The other day I was thinking about some of the players I have seen play who were only in the majors or with the Dodgers for a very short time. Then I thought about the Dodgers in Brooklyn and LA, who had a bit more than a cup of coffee, but are not even remembered by most of us.

1946, I chose this year because WWII was over, and the guys who had been in the service were returning. The Dodgers starting first baseman that year was a guy named Ed Stevens. Who????? Never heard of him.

Stevens actually debuted as a 20 year old rookie in 1945. He got into 55 games for the Dodgers that year . He hit .274 and actually struck out less than he walked. In 46, he played in 103 games. His line was .242/10/60. The next year he hit .154 in 5 games. He was purchased by the Pirates along with Stan Rojek that winter. He was out of the game after the 1950 season.

Other guys on that team I never heard of: Dick Whitman OF, Bob Ramazotti 3B, Mike Sandlock, Joe Padgett both catchers, Joe Topsic OF, and several others.

In 47 the team more or less was back to normal, but there were a few names I did not recognize. Tom Tatum and Don Lund, outfielders. I read up on Lund and he actually had a seven year career. Harry Taylor, a pitcher. 6 years in the Majors.

Preston Ward, a 1st baseman, actually played 9 years in the majors, but only got into 744 games. He was part of the 48 team and played for 4 other teams besides the Dodgers. Hank Behman, a pitcher, had a short undistinguished career.

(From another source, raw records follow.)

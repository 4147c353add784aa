//! Inspects installation directories whose exact names vary per machine.
//!
//! Container installations nest their native libraries below directories
//! named after the operating system and architecture the installer detected,
//! for example `lib/native/linux/x86_64`. The names are not predictable, but
//! a healthy installation has exactly one entry at each level, so the probe
//! descends by requiring a sole child.

use std::fs;
use std::io;
use std::path::PathBuf;

use camino::{Utf8Path, Utf8PathBuf};
use thiserror::Error;

/// Returns the sole child of `dir`.
///
/// Every child counts, whatever its kind: a stray file next to the expected
/// directory marks a misconfigured installation rather than noise to skip.
///
/// # Errors
///
/// Returns an error when `dir` is absent or not a directory, cannot be read,
/// does not contain exactly one child, or a child path is not valid UTF-8.
pub fn single_subdirectory(dir: &Utf8Path) -> Result<Utf8PathBuf, ProbeError> {
    if !dir.is_dir() {
        return Err(ProbeError::NotFound {
            path: dir.to_owned(),
        });
    }

    let entries = fs::read_dir(dir).map_err(|source| ProbeError::ReadDir {
        path: dir.to_owned(),
        source,
    })?;

    let mut found: Vec<Utf8PathBuf> = Vec::new();
    for entry in entries {
        let entry = entry.map_err(|source| ProbeError::ReadDir {
            path: dir.to_owned(),
            source,
        })?;
        let path = Utf8PathBuf::from_path_buf(entry.path())
            .map_err(|raw| ProbeError::NonUtf8 { path: raw })?;
        found.push(path);
    }

    // Directory iteration order is platform dependent; sort so ambiguity
    // reports are stable.
    found.sort();

    let mut found = found.into_iter();
    match (found.next(), found.next()) {
        (Some(sole), None) => Ok(sole),
        (None, _) => Err(ProbeError::Ambiguous {
            path: dir.to_owned(),
            found: Vec::new(),
        }),
        (Some(first), Some(second)) => {
            let mut names = vec![child_name(&first), child_name(&second)];
            names.extend(found.map(|path| child_name(&path)));
            Err(ProbeError::Ambiguous {
                path: dir.to_owned(),
                found: names,
            })
        }
    }
}

fn child_name(path: &Utf8Path) -> String {
    path.file_name().unwrap_or(path.as_str()).to_string()
}

/// Errors raised while probing an installation directory.
#[derive(Debug, Error)]
pub enum ProbeError {
    /// The directory is absent or not a directory.
    #[error("installation directory '{path}' does not exist")]
    NotFound {
        /// The absent directory.
        path: Utf8PathBuf,
    },
    /// The directory could not be read.
    #[error("failed to read installation directory '{path}': {source}")]
    ReadDir {
        /// The unreadable directory.
        path: Utf8PathBuf,
        /// Underlying IO failure.
        source: io::Error,
    },
    /// The directory does not contain exactly one child.
    #[error("expected one entry under '{path}', found {}", describe_children(found))]
    Ambiguous {
        /// The directory probed.
        path: Utf8PathBuf,
        /// Names of the children found.
        found: Vec<String>,
    },
    /// A child path contains non UTF-8 components.
    #[error("installation path '{}' is not valid UTF-8", path.display())]
    NonUtf8 {
        /// The raw child path.
        path: PathBuf,
    },
}

fn describe_children(found: &[String]) -> String {
    if found.is_empty() {
        "none".to_string()
    } else {
        format!("{}: {}", found.len(), found.join(", "))
    }
}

Mike McCormick was an outfielder who played for 10 seasons, but I did not know he played for the Dodgers. An interesting guy who I knew played for the Dodgers, was Luis Olmo. Olmo was the Kike of his day. He originally joined Brooklyn in 1943. He played through 45 and then was gone for three years, playing in the Mexican League where the players were promised higher salaries. He was banned for two years and re-instated, rejoining the team in 1949. Olmo hit .290 as a Dodger playing the outfield, 2nd and 3rd base. After the 49 season, he was traded to the Braves.

Starting in 1950, the team roster was pretty set. Replacements came only when someone got hurt, or in Newcombe’s case, called into the military.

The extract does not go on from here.